Thursday, March 19, 2015

New Items in the Collection and Marginalia

On Tuesday, I wrote about Sister Mary Ellen Doyle's involvement in the Selma to Montgomery marches in 1965 and how they impacted her life and career. Recently, the center received items from Sister Doyle to add to the Ernest J. Gaines collection here at UL Lafayette. Today, I would like to take a moment to highlight some of the items and to discuss their importance to the collection. sister Doyle sent newspaper articles, scholarly journal articles, and reviews about Gaines and his work. Along with these items, she also donated correspondence between Gaines and herself, her collection of Gaines novels, and lectures that she delivered on Gaines at various occasions.
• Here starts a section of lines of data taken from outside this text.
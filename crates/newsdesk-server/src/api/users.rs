//! Per-user handlers: interest signals, ranked preferences, daily digests.

use axum::{
    extract::{Path, Query, State},
    http::StatusCode,
    Extension, Json,
};
use chrono::{NaiveDate, Utc};
use newsdesk_core::{CategoryLabel, DigestRecord};
use newsdesk_digest::DigestOutcome;
use serde::{Deserialize, Serialize};

use crate::middleware::RequestId;

use super::{map_digest_error, ApiError, ApiResponse, AppState};

// ---------------------------------------------------------------------------
// Request / response bodies
// ---------------------------------------------------------------------------

#[derive(Debug, Deserialize)]
pub(super) struct SignalRequest {
    pub category: String,
    pub weight: Option<u64>,
}

#[derive(Debug, Serialize)]
pub(super) struct SignalResponse {
    user_id: String,
    category: CategoryLabel,
    score: u64,
}

#[derive(Debug, Serialize)]
pub(super) struct PreferenceItem {
    category: CategoryLabel,
    score: u64,
}

#[derive(Debug, Deserialize)]
pub(super) struct DigestQuery {
    /// `YYYY-MM-DD`; defaults to today in UTC.
    pub date: Option<NaiveDate>,
}

#[derive(Debug, Serialize)]
#[serde(rename_all = "snake_case")]
pub(super) enum DigestStatus {
    Built,
    Existing,
    NoPreferences,
}

#[derive(Debug, Serialize)]
pub(super) struct DigestBuildResponse {
    status: DigestStatus,
    digest: Option<DigestRecord>,
}

// ---------------------------------------------------------------------------
// Handlers
// ---------------------------------------------------------------------------

/// POST /api/v1/users/{user_id}/signals: add `weight` (default 1) to the
/// user's score for `category`.
pub(super) async fn record_signal(
    State(state): State<AppState>,
    Extension(req_id): Extension<RequestId>,
    Path(user_id): Path<String>,
    Json(body): Json<SignalRequest>,
) -> Result<Json<ApiResponse<SignalResponse>>, ApiError> {
    let rid = &req_id.0;
    let category = body
        .category
        .parse::<CategoryLabel>()
        .map_err(|e| ApiError::new(rid, "validation_error", e.to_string()))?;

    let score = state
        .ledger
        .record_signal(&user_id, category, body.weight.unwrap_or(1))
        .await
        .map_err(|e| map_digest_error(rid.clone(), &e))?;

    Ok(ApiResponse::new(
        SignalResponse {
            user_id,
            category,
            score,
        },
        req_id.0,
    ))
}

/// GET /api/v1/users/{user_id}/preferences: highest score first.
pub(super) async fn list_preferences(
    State(state): State<AppState>,
    Extension(req_id): Extension<RequestId>,
    Path(user_id): Path<String>,
) -> Result<Json<ApiResponse<Vec<PreferenceItem>>>, ApiError> {
    let ranked = state
        .ledger
        .ranked_preferences(&user_id)
        .await
        .map_err(|e| map_digest_error(req_id.0.clone(), &e))?;

    let data = ranked
        .into_iter()
        .map(|p| PreferenceItem {
            category: p.category,
            score: p.score,
        })
        .collect();

    Ok(ApiResponse::new(data, req_id.0))
}

/// POST /api/v1/users/{user_id}/digest: build the day's digest. Returns
/// 201 when a new digest was stored, 200 otherwise.
pub(super) async fn build_digest(
    State(state): State<AppState>,
    Extension(req_id): Extension<RequestId>,
    Path(user_id): Path<String>,
    Query(query): Query<DigestQuery>,
) -> Result<(StatusCode, Json<ApiResponse<DigestBuildResponse>>), ApiError> {
    let date = query.date.unwrap_or_else(|| Utc::now().date_naive());
    let outcome = state
        .digests
        .build_digest(&user_id, date)
        .await
        .map_err(|e| map_digest_error(req_id.0.clone(), &e))?;

    let (status, body) = match outcome {
        DigestOutcome::Built(record) => (
            StatusCode::CREATED,
            DigestBuildResponse {
                status: DigestStatus::Built,
                digest: Some(record),
            },
        ),
        DigestOutcome::AlreadyBuilt(record) => (
            StatusCode::OK,
            DigestBuildResponse {
                status: DigestStatus::Existing,
                digest: Some(record),
            },
        ),
        DigestOutcome::NoPreferences => (
            StatusCode::OK,
            DigestBuildResponse {
                status: DigestStatus::NoPreferences,
                digest: None,
            },
        ),
    };

    Ok((status, ApiResponse::new(body, req_id.0)))
}

/// GET /api/v1/users/{user_id}/digest: the most recently built digest.
pub(super) async fn latest_digest(
    State(state): State<AppState>,
    Extension(req_id): Extension<RequestId>,
    Path(user_id): Path<String>,
) -> Result<Json<ApiResponse<DigestRecord>>, ApiError> {
    let record = state
        .digests
        .latest_digest(&user_id)
        .await
        .map_err(|e| map_digest_error(req_id.0.clone(), &e))?
        .ok_or_else(|| {
            ApiError::new(
                req_id.0.clone(),
                "not_found",
                format!("no digest built for user '{user_id}'"),
            )
        })?;

    Ok(ApiResponse::new(record, req_id.0))
}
We just received the items a couple of days ago, so I have not had the chance to scour through in full yet. However, I did notice a couple of things that I would like to share with you today. For one, all of Sister Doyle's books contain detailed marginalia. What do I mean by this? On the first couple of pages, she briefly summarizes each chapter in the novel and then summarizes key points. Throughout the chapters, she makes notes and underlines important texts. Why she would care about her marginalia? I recall visiting an exhibition of books from Thomas Jefferson's library once. There, in each of the books that were on display, I could see his marginalia notes. He wrote in his books. He conversed with the books. We have to remember that books, even though they are inanimate objects and we read them, typically, in solitude, are not solitary experiences. When we read, we interact with the author. Marginalia allows for a conversation to occur, and it also provides a space for notes and ideas to be remembered. Perusing Jefferson's marginalia provides us with insight into Jefferson's mind and also into how he interacted with the text he was reading at the time. Jefferson's marginalia even allowed scholars to denote books that were sitting in a special collection in Washington University for 131 years as books that once belonged to Thomas Jefferson. For another article on why marginalia is important, see "Book Lovers Fear Dim Future for Notes in the Margin"; it discusses marginalia by Mark Twain in a book about how to turn a profit in publishing books.


Back to Sister Doyle's marginalia for a moment. One of the first things I did when I received the books was flip through the to see her copious notes. While doing this, I lighted upon a couple of pages and topics that I have written about in the blog. Low and behold, on the pages were Sister Doyle's notes. Sometimes they agreed with what I though, sometimes not. However, they always provided me with more insight not only to Gaines's writing but also to Sister Doyle as a scholar and writer herself. The images provide two examples of Sister Doyle's marginalia. The first is from Of Love and Dust. Here, she speaks about the symbolism of the dust in the novel, something I posted on recently. In the margin, Sister Doyle writes, "Dust like white lyncher, symbol of white power Marcus can't fight, also of lifeless, dry existence he must endure at Hebert's." Sister Doyle's notes here summarize, succinctly, the symbol of dust within the novel, and they also make me think about the line that she has underlined in the final paragraph: "That dust was white as snow, hot as fire." The comparison of the dust to "white" snow is unmistakable, and I think that Sister Doyle's insight here helps to make that abundantly clear.

I also opened A Lesson before Dying and looked at the very last page, curious to see what Sister Doyle would write on the final lines of the book. Here, Grant has just heard about Jefferson's execution, and Paul gives him Jefferson's diary. The novel ends with three simple words, "I was crying." Again, I have written about this before, so I was curious to see what her thoughts were on the final line. Specifically, her initial thoughts before she transferred them into a longer piece. In regards to the last line of the novel, she writes, "He [Grant] finally has his break-through. In beginning, he only made the children cry." Her notes here make me reexamine what I initially thought about Grant crying at the end of the novel. I do see it as a "break-through," but I did not necessarily relate his crying here to his actions earlier where he made the children in the school cry. The other note is about style and form as well as themes. She writes, "Poignancy of ending from its beauty and understatement. But clear implication that he will be a different sort of teacher now, with hope for his students." This simple note provides us with insight into Grant's transformation, but it also causes us to look at Gaines's style and form in the novel, and specifically how he uses it at the end.

With this post, I wanted to highlight the importance of writing in books. I write in books to remember thoughts and to converse with the author. I always tell my students to write in the margins, but most of them still don't. We view books as something sacred that should not be tampered with. That's not the case. What do you think about marginalia? Is it something that is important? Or, is it something we shouldn't care about at all?